Until 2009, most Googlers wanting the scoop on a real estate bubble searched California cities. Good choice. Those markets then collapsed. These days when people around the world punch in “housing bubble” the next top words (in this order) are Vancouver and Toronto. So what?
To researchers at Pacifica Partners, it’s a big deal. Google, the argument goes, is about the best way ever discovered to measure what people are thinking about and, therefore, investor sentiment. When people are typing ‘bubble’ and then ‘Vancouver’ it pretty much tells you what they’re feeling. And it’s not good.
Sentiment matters in the valuation of any asset. Maybe more so with real estate than, say, Bank of Nova Scotia preferred shares (which sure get me aroused). People want houses more than they need them, and end up financially castrating themselves in the process. So any change in sentiment can have massive market indications. Like, look south. Houses have never been cheaper or more affordable, and yet negative sentiment has created the world’s biggest buyer’s market.
I mention this because in the midst of the panic buying I described yesterday, the fear index of what comes next is shooting through the roof.
Latest to freak out a little is the federal bank regulator, no doubt prodded into action by the 2.99 mortgage wars and cash-back home loans which put our ‘prudent’ banks into the no-money-down real estate business. Yeah, just like Countrywide, the US sub-prime giant which assisted in wiping out the middle class.

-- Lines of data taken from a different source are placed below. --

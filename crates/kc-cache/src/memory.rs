//! In-process remote tier.
//!
//! [`InMemoryRemoteTier`] is a single shared store per cache name. Every site
//! talks to it through its own [`InMemoryRemoteCache`] handle, so the
//! strong cross-site guarantee holds trivially while change events still go
//! through the asynchronous dispatch path with a non-zero delay.

use std::sync::atomic::{AtomicBool, Ordering};
use std::sync::Arc;
use std::time::Duration;

use async_trait::async_trait;
use dashmap::DashMap;
use parking_lot::Mutex;
use uuid::Uuid;

use crate::dispatch::ListenerRegistry;
use crate::entity::{CacheEntity, SiteId};
use crate::error::{CacheError, CacheResult};
use crate::event::{CacheEntryEvent, CacheEntryListener, ListenerId};
use crate::provider::{RemoteCache, RemoteConnector};

/// Events are never handed to listeners faster than this.
pub const MIN_PROPAGATION_DELAY: Duration = Duration::from_millis(1);

/// Tuning for in-memory tiers.
#[derive(Debug, Clone, Copy)]
pub struct TierOptions {
    /// Delay between a mutation and its event reaching listeners.
    pub propagation_delay: Duration,
    /// How long closing a listener waits for its queue to drain.
    pub drain_timeout: Duration,
}

impl Default for TierOptions {
    fn default() -> Self {
        Self {
            propagation_delay: Duration::from_millis(5),
            drain_timeout: Duration::from_secs(2),
        }
    }
}

/// Shared store backing one cache name.
pub struct InMemoryRemoteTier<V> {
    name: String,
    entries: DashMap<String, V>,
    listeners: ListenerRegistry,
    unavailable: AtomicBool,
}

impl<V: CacheEntity> InMemoryRemoteTier<V> {
    /// Creates a tier with default options.
    #[must_use]
    pub fn new(name: impl Into<String>) -> Arc<Self> {
        Self::with_options(name, TierOptions::default())
    }

    /// Creates a tier with explicit options.
    #[must_use]
    pub fn with_options(name: impl Into<String>, options: TierOptions) -> Arc<Self> {
        let name = name.into();
        let delay = options.propagation_delay.max(MIN_PROPAGATION_DELAY);
        Arc::new(Self {
            listeners: ListenerRegistry::new(name.clone(), delay, options.drain_timeout),
            name,
            entries: DashMap::new(),
            unavailable: AtomicBool::new(false),
        })
    }

    /// Opens a handle to this tier for `site`.
    #[must_use]
    pub fn handle(self: &Arc<Self>, site: impl Into<SiteId>) -> InMemoryRemoteCache<V> {
        InMemoryRemoteCache {
            tier: Arc::clone(self),
            site: site.into(),
            owned: Mutex::new(Vec::new()),
            closed: AtomicBool::new(false),
        }
    }

    /// Cache name.
    #[must_use]
    pub fn name(&self) -> &str {
        &self.name
    }

    /// Number of stored entries.
    #[must_use]
    pub fn len(&self) -> usize {
        self.entries.len()
    }

    /// Returns whether the tier holds no entries.
    #[must_use]
    pub fn is_empty(&self) -> bool {
        self.entries.is_empty()
    }

    /// Number of listeners attached through any handle.
    #[must_use]
    pub fn listener_count(&self) -> usize {
        self.listeners.len()
    }

    /// Simulates a transport outage: every data operation fails with
    /// `CacheError::Connection` while set.
    pub fn set_unavailable(&self, unavailable: bool) {
        self.unavailable.store(unavailable, Ordering::Release);
    }

    fn check_available(&self) -> CacheResult<()> {
        if self.unavailable.load(Ordering::Acquire) {
            return Err(CacheError::Connection(format!(
                "remote tier '{}' unreachable",
                self.name
            )));
        }
        Ok(())
    }

    fn put(&self, key: &str, value: V) -> CacheResult<()> {
        self.check_available()?;
        let existed = self.entries.insert(key.to_string(), value).is_some();
        let event = if existed {
            CacheEntryEvent::modified(key)
        } else {
            CacheEntryEvent::created(key)
        };
        self.listeners.publish(&event);
        Ok(())
    }

    fn get(&self, key: &str) -> CacheResult<Option<V>> {
        self.check_available()?;
        Ok(self.entries.get(key).map(|entry| entry.value().clone()))
    }

    fn remove(&self, key: &str) -> CacheResult<()> {
        self.check_available()?;
        if self.entries.remove(key).is_some() {
            self.listeners.publish(&CacheEntryEvent::removed(key));
        }
        Ok(())
    }

    fn replace_if_version(&self, key: &str, expected: Uuid, value: V) -> CacheResult<bool> {
        self.check_available()?;
        let Some(mut entry) = self.entries.get_mut(key) else {
            return Ok(false);
        };
        if entry.version() != expected {
            return Ok(false);
        }
        *entry = value;
        drop(entry);

        self.listeners.publish(&CacheEntryEvent::modified(key));
        Ok(true)
    }
}

/// A site's handle to an [`InMemoryRemoteTier`].
pub struct InMemoryRemoteCache<V> {
    tier: Arc<InMemoryRemoteTier<V>>,
    site: SiteId,
    owned: Mutex<Vec<ListenerId>>,
    closed: AtomicBool,
}

impl<V: CacheEntity> InMemoryRemoteCache<V> {
    /// The shared tier behind this handle.
    #[must_use]
    pub const fn tier(&self) -> &Arc<InMemoryRemoteTier<V>> {
        &self.tier
    }

    fn ensure_open(&self) -> CacheResult<()> {
        if self.closed.load(Ordering::Acquire) {
            return Err(CacheError::Closed(self.tier.name.clone()));
        }
        Ok(())
    }
}

#[async_trait]
impl<V: CacheEntity> RemoteCache<V> for InMemoryRemoteCache<V> {
    fn name(&self) -> &str {
        &self.tier.name
    }

    fn site(&self) -> &SiteId {
        &self.site
    }

    async fn put(&self, key: &str, value: V) -> CacheResult<()> {
        self.ensure_open()?;
        self.tier.put(key, value)
    }

    async fn get(&self, key: &str) -> CacheResult<Option<V>> {
        self.ensure_open()?;
        self.tier.get(key)
    }

    async fn remove(&self, key: &str) -> CacheResult<()> {
        self.ensure_open()?;
        self.tier.remove(key)
    }

    async fn replace_if_version(&self, key: &str, expected: Uuid, value: V) -> CacheResult<bool> {
        self.ensure_open()?;
        self.tier.replace_if_version(key, expected, value)
    }

    async fn add_listener(&self, listener: Arc<dyn CacheEntryListener>) -> CacheResult<ListenerId> {
        self.ensure_open()?;
        let id = self.tier.listeners.register(listener);
        self.owned.lock().push(id);
        Ok(id)
    }

    async fn remove_listener(&self, id: ListenerId) -> CacheResult<()> {
        self.owned.lock().retain(|owned| *owned != id);
        self.tier.listeners.unregister(id).await;
        Ok(())
    }

    async fn close(&self) -> CacheResult<()> {
        if self.closed.swap(true, Ordering::AcqRel) {
            return Ok(());
        }

        let owned = std::mem::take(&mut *self.owned.lock());
        let mut dropped = 0;
        for id in owned {
            dropped += self.tier.listeners.unregister(id).await;
        }

        tracing::info!(
            cache = %self.tier.name,
            site = %self.site,
            dropped_events = dropped,
            "remote cache handle closed"
        );
        Ok(())
    }
}

/// Connector handing out handles to shared in-memory tiers.
///
/// Every connector clone shares the same tiers, so managers built for
/// different sites from one registry see the same data.
pub struct InMemoryTierRegistry<V> {
    options: TierOptions,
    tiers: DashMap<String, Arc<InMemoryRemoteTier<V>>>,
}

impl<V: CacheEntity> InMemoryTierRegistry<V> {
    /// Creates an empty registry.
    #[must_use]
    pub fn new(options: TierOptions) -> Self {
        Self {
            options,
            tiers: DashMap::new(),
        }
    }

    /// Returns the tier for `cache_name`, creating it on first use.
    #[must_use]
    pub fn tier(&self, cache_name: &str) -> Arc<InMemoryRemoteTier<V>> {
        let entry = self
            .tiers
            .entry(cache_name.to_string())
            .or_insert_with(|| InMemoryRemoteTier::with_options(cache_name, self.options));
        Arc::clone(entry.value())
    }
}

impl<V: CacheEntity> Default for InMemoryTierRegistry<V> {
    fn default() -> Self {
        Self::new(TierOptions::default())
    }
}

#[async_trait]
impl<V: CacheEntity> RemoteConnector<V> for InMemoryTierRegistry<V> {
    async fn connect(
        &self,
        site: &SiteId,
        cache_name: &str,
    ) -> CacheResult<Arc<dyn RemoteCache<V>>> {
        let handle = self.tier(cache_name).handle(site.clone());
        Ok(Arc::new(handle))
    }
}

#[cfg(test)]
mod tests {
    use super::*;
    use crate::event::CacheEntryEventKind;

    #[derive(Debug, Clone, PartialEq)]
    struct Entry {
        key: String,
        version: Uuid,
    }

    impl Entry {
        fn new(key: &str) -> Self {
            Self {
                key: key.to_string(),
                version: Uuid::new_v4(),
            }
        }
    }

    impl CacheEntity for Entry {
        fn cache_key(&self) -> &str {
            &self.key
        }

        fn version(&self) -> Uuid {
            self.version
        }
    }

    #[derive(Default)]
    struct Collect {
        events: Mutex<Vec<CacheEntryEvent>>,
    }

    impl CacheEntryListener for Collect {
        fn on_event(&self, event: &CacheEntryEvent) {
            self.events.lock().push(event.clone());
        }
    }

    fn fast() -> TierOptions {
        TierOptions {
            propagation_delay: Duration::from_millis(2),
            drain_timeout: Duration::from_secs(1),
        }
    }

    #[tokio::test]
    async fn remove_is_immediately_visible_from_other_site() {
        let tier = InMemoryRemoteTier::<Entry>::with_options("sessions", fast());
        let dc1 = tier.handle("dc1");
        let dc2 = tier.handle("dc2");

        dc1.put("1", Entry::new("1")).await.unwrap();
        assert!(dc2.get("1").await.unwrap().is_some());

        dc1.remove("1").await.unwrap();
        assert!(dc2.get("1").await.unwrap().is_none());
        assert!(dc1.get("1").await.unwrap().is_none());
    }

    #[tokio::test]
    async fn mutations_emit_typed_events_to_all_sites() {
        let tier = InMemoryRemoteTier::<Entry>::with_options("sessions", fast());
        let dc1 = tier.handle("dc1");
        let dc2 = tier.handle("dc2");
        let listener = Arc::new(Collect::default());
        dc2.add_listener(listener.clone()).await.unwrap();

        dc1.put("1", Entry::new("1")).await.unwrap();
        dc1.put("1", Entry::new("1")).await.unwrap();
        dc1.remove("1").await.unwrap();
        dc1.remove("1").await.unwrap();

        dc2.close().await.unwrap();
        let kinds: Vec<_> = listener.events.lock().iter().map(|e| e.kind).collect();
        assert_eq!(
            kinds,
            vec![
                CacheEntryEventKind::Created,
                CacheEntryEventKind::Modified,
                CacheEntryEventKind::Removed,
            ]
        );
    }

    #[tokio::test]
    async fn replace_requires_matching_version() {
        let tier = InMemoryRemoteTier::<Entry>::with_options("sessions", fast());
        let dc1 = tier.handle("dc1");
        let original = Entry::new("1");
        dc1.put("1", original.clone()).await.unwrap();

        let stale = dc1
            .replace_if_version("1", Uuid::new_v4(), Entry::new("1"))
            .await
            .unwrap();
        assert!(!stale);
        assert_eq!(dc1.get("1").await.unwrap(), Some(original.clone()));

        let next = Entry::new("1");
        let replaced = dc1
            .replace_if_version("1", original.version, next.clone())
            .await
            .unwrap();
        assert!(replaced);
        assert_eq!(dc1.get("1").await.unwrap(), Some(next));

        let missing = dc1
            .replace_if_version("2", original.version, Entry::new("2"))
            .await
            .unwrap();
        assert!(!missing);
    }

    #[tokio::test]
    async fn outage_surfaces_as_connection_error() {
        let tier = InMemoryRemoteTier::<Entry>::with_options("sessions", fast());
        let dc1 = tier.handle("dc1");
        tier.set_unavailable(true);

        let err = dc1.get("1").await.unwrap_err();
        assert!(err.is_transport());

        tier.set_unavailable(false);
        assert!(dc1.get("1").await.unwrap().is_none());
    }

    #[tokio::test]
    async fn closed_handle_rejects_operations() {
        let tier = InMemoryRemoteTier::<Entry>::with_options("sessions", fast());
        let dc1 = tier.handle("dc1");
        dc1.add_listener(Arc::new(Collect::default())).await.unwrap();
        assert_eq!(tier.listener_count(), 1);

        dc1.close().await.unwrap();
        dc1.close().await.unwrap();
        assert_eq!(tier.listener_count(), 0);
        assert_eq!(
            dc1.get("1").await.unwrap_err(),
            CacheError::Closed("sessions".into())
        );
    }

    #[tokio::test]
    async fn registry_shares_tiers_between_sites() {
        let registry = InMemoryTierRegistry::<Entry>::new(fast());
        let dc1 = registry.connect(&SiteId::new("dc1"), "sessions").await.unwrap();
        let dc2 = registry.connect(&SiteId::new("dc2"), "sessions").await.unwrap();
        let other = registry.connect(&SiteId::new("dc2"), "offline").await.unwrap();

        dc1.put("1", Entry::new("1")).await.unwrap();
        assert!(dc2.get("1").await.unwrap().is_some());
        assert!(other.get("1").await.unwrap().is_none());
        assert_eq!(dc2.site().as_str(), "dc2");
    }
}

The regulator (called OSFI – Office of the Superintendent of Financial Institutions) is on the verge of new rules making the banks require more than a pulse to lend money. OSFI wants them to analyze a client’s financial assets, background and projected income stability for the life of the mortgage. Plus, do way more due diligence on the real value of the property being bought.
Will this mean the end of young horniness? You know, the current crop of condo-buying, newly-marrieds who borrowed the down payment, want 95% financing, have a sketchy job history, no savings and zero other investments – and now are cord wood for the real estate pyre? If these proposals become law, you bet, no matter what F does about killing 30-year mortgages, or when Brother Carney jacks rates.

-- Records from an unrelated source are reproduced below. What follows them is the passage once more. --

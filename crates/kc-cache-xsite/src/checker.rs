//! Consistency assertions for cross-site runs.
//!
//! The remote tier must never serve a removed key to any site once the
//! remove call has returned. Local caches are only required to catch up
//! within a grace period.

use std::fmt;
use std::time::Duration;

use kc_cache::{CacheEntity, RemoteCache, SiteId};
use serde::Serialize;
use tokio::time::Instant;

use crate::error::{XSiteError, XSiteResult};
use crate::local::LocalCache;

/// Whether the tier holds a key, as seen through one remote handle.
#[derive(Debug, Clone, Copy, PartialEq, Eq, Hash, Serialize)]
#[serde(rename_all = "lowercase")]
pub enum Presence {
    /// Key not found.
    Absent,
    /// Key found.
    Present,
}

impl fmt::Display for Presence {
    fn fmt(&self, f: &mut fmt::Formatter<'_>) -> fmt::Result {
        match self {
            Self::Absent => write!(f, "absent"),
            Self::Present => write!(f, "present"),
        }
    }
}

/// State of one key from one site's point of view.
#[derive(Debug, Clone, Copy, PartialEq, Eq, Hash, Serialize)]
#[serde(rename_all = "snake_case")]
pub enum KeyState {
    /// Neither the tier nor the local cache holds the key.
    Absent,
    /// Both hold the key.
    PresentRemoteAndLocal,
    /// The tier holds the key; the local cache has not loaded it.
    PresentRemoteOnly,
    /// The tier dropped the key but the local copy is not yet invalidated.
    PendingLocalInvalidation,
}

impl KeyState {
    /// Combines tier and local presence.
    #[must_use]
    pub const fn from_presence(remote: bool, local: bool) -> Self {
        match (remote, local) {
            (false, false) => Self::Absent,
            (true, true) => Self::PresentRemoteAndLocal,
            (true, false) => Self::PresentRemoteOnly,
            (false, true) => Self::PendingLocalInvalidation,
        }
    }

    /// Returns whether the tier holds the key.
    #[must_use]
    pub const fn remote(self) -> Presence {
        match self {
            Self::PresentRemoteAndLocal | Self::PresentRemoteOnly => Presence::Present,
            Self::Absent | Self::PendingLocalInvalidation => Presence::Absent,
        }
    }
}

impl fmt::Display for KeyState {
    fn fmt(&self, f: &mut fmt::Formatter<'_>) -> fmt::Result {
        let label = match self {
            Self::Absent => "absent",
            Self::PresentRemoteAndLocal => "present (remote and local)",
            Self::PresentRemoteOnly => "present (remote only)",
            Self::PendingLocalInvalidation => "pending local invalidation",
        };
        f.write_str(label)
    }
}

/// Checks tier and local cache state on behalf of one worker.
#[derive(Debug, Clone)]
pub struct ConsistencyChecker {
    worker: String,
}

impl ConsistencyChecker {
    /// Creates a checker reporting violations as `worker`.
    #[must_use]
    pub fn new(worker: impl Into<String>) -> Self {
        Self {
            worker: worker.into(),
        }
    }

    /// Name reported in violations.
    #[must_use]
    pub fn worker(&self) -> &str {
        &self.worker
    }

    /// Reads the state of `key` from the site owning `local`.
    ///
    /// The local cache is inspected without loading from the tier.
    ///
    /// ## Errors
    ///
    /// Returns [`XSiteError::Transport`] if the tier read fails.
    pub async fn observe<V: CacheEntity>(
        &self,
        local: &LocalCache<V>,
        key: &str,
    ) -> XSiteResult<KeyState> {
        let remote = local.remote().get(key).await?.is_some();
        Ok(KeyState::from_presence(remote, local.contains(key)))
    }

    /// Asserts that the tier no longer serves `key` through `observer`.
    ///
    /// ## Errors
    ///
    /// Returns [`XSiteError::ConsistencyViolation`] if the key is still
    /// found, or [`XSiteError::Transport`] if the read fails.
    pub async fn expect_remote_absent<V: CacheEntity>(
        &self,
        observer: &dyn RemoteCache<V>,
        origin: &SiteId,
        key: &str,
    ) -> XSiteResult<()> {
        if observer.get(key).await?.is_none() {
            return Ok(());
        }

        tracing::error!(
            key,
            observer = %observer.site(),
            origin = %origin,
            worker = %self.worker,
            "removed session still present"
        );
        Err(XSiteError::ConsistencyViolation {
            key: key.to_string(),
            observer: observer.site().clone(),
            origin: origin.clone(),
            expected: Presence::Absent,
            observed: Presence::Present,
            worker: self.worker.clone(),
        })
    }

    /// Asserts that `key` is readable through `observer` and returns it.
    ///
    /// ## Errors
    ///
    /// Returns [`XSiteError::MissingAfterPut`] if the key is absent or the
    /// value read carries another key.
    pub async fn expect_remote_present<V: CacheEntity>(
        &self,
        observer: &dyn RemoteCache<V>,
        key: &str,
    ) -> XSiteResult<V> {
        match observer.get(key).await? {
            Some(value) if value.cache_key() == key => Ok(value),
            _ => {
                tracing::error!(
                    key,
                    site = %observer.site(),
                    worker = %self.worker,
                    "session missing after put"
                );
                Err(XSiteError::MissingAfterPut {
                    key: key.to_string(),
                    site: observer.site().clone(),
                })
            }
        }
    }

    /// Asserts that every key in `keys` is readable through `observer`.
    ///
    /// ## Errors
    ///
    /// Stops at the first missing key; see [`Self::expect_remote_present`].
    pub async fn expect_all_present<V: CacheEntity>(
        &self,
        observer: &dyn RemoteCache<V>,
        keys: &[String],
    ) -> XSiteResult<usize> {
        for key in keys {
            self.expect_remote_present(observer, key).await?;
        }
        Ok(keys.len())
    }

    /// Waits until none of `keys` has a local copy in `local`.
    ///
    /// ## Errors
    ///
    /// Returns [`XSiteError::ConvergenceTimeout`] listing the keys still
    /// present once `grace` has elapsed.
    pub async fn await_local_convergence<V: CacheEntity>(
        &self,
        local: &LocalCache<V>,
        keys: &[String],
        grace: Duration,
        poll: Duration,
    ) -> XSiteResult<()> {
        let started = Instant::now();
        let deadline = started + grace;
        loop {
            let remaining: Vec<String> = keys
                .iter()
                .filter(|key| local.contains(key))
                .cloned()
                .collect();
            if remaining.is_empty() {
                tracing::debug!(site = %local.site(), waited = ?started.elapsed(), "local cache converged");
                return Ok(());
            }
            if Instant::now() >= deadline {
                tracing::error!(
                    site = %local.site(),
                    remaining = remaining.len(),
                    "local cache did not converge"
                );
                return Err(XSiteError::ConvergenceTimeout {
                    site: local.site().clone(),
                    remaining,
                    waited: started.elapsed(),
                });
            }
            tokio::time::sleep(poll).await;
        }
    }
}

Did I mention the feds are also seriously mulling a vicious attack on HELOCs? No more interest-only payments, for example, and a massive reduction in borrowing limits. So much for sucking deductible equity out of your house to buy another one.
Meanwhile, the growing risks of Canadian real estate – as evidenced by those flash mob buyers and bloody bidding wars – are going mainstream. This week the site Seeking Alpha reviewed them again, just in case there’s anyone left (outside of Calgary, Toronto and Vancouver) who hasn’t heard the news. There is, it reminds, almost no more upside left for housing prices, and a gaping cavern of downside.
The five horsemen of the Acondolypse are (1) F changing lending rules, (2) rising mortgage rates, (3) too damn many new housing units, (4) a swampy economy and (5) “Reversion to the mean of long term fundamental economic relationships eg: price to rent ratios, price to income, present value of cash flows from rental properties, home price appreciation to income growth, home price appreciation to GDP growth, etc.” In other words, by any traditional economic measure, Canadian real estate is, well, screwed.
Which brings us back to sentiment. Financial veterans love saying ‘the trend is your friend’, because forward market momentum can keep investors hooked, and prices rising long after assets get overvalued. That’s where the Googling comes in. It suggests a majority of people might actually understand the growing risk, shaking their heads at multiple offers, idiots freezing all night in line-ups, million-dollar homes everywhere and newbie buyers walking into granitey little suburban Taj Mahals.
Exactly how moronic has this country become?
Here’s Jerry. He’s an American realtor.
“Garth: I am a real estate broker in Point Roberts, WA, about 30 minutes from downtown Vancouver BC. I have been in the business for over 30 years and have never understood the real estate values north of the 49th parallel especially in the last 4 years when everywhere else values have plummeted but many areas of Canada have not just increased but exceeds our (U.S.) levels of greed and excess at its peak. I just took a waterfront listing a few days ago ($598,000) and likely it will take a month or so to sell and there won’t be anyone camping out to schedule a viewing. No wonder my head hurts.”
Actually, Jerry, your head’s okay. Ours, on the other hand, is pudding.
Note: Regarding the Google search reference above, a Pacifica Partners spokesperson adds this comment: “Just to clarify because your readers seemed confused; the Google search data is for people searching for “housing bubble”, differentiated from the city from where they are searching. For example, a person searching for “Housing Bubble” who is searching from an IP address located in Toronto, would be counted under Toronto. As you can see, this provides powerful insight into the mindsets of the locals.”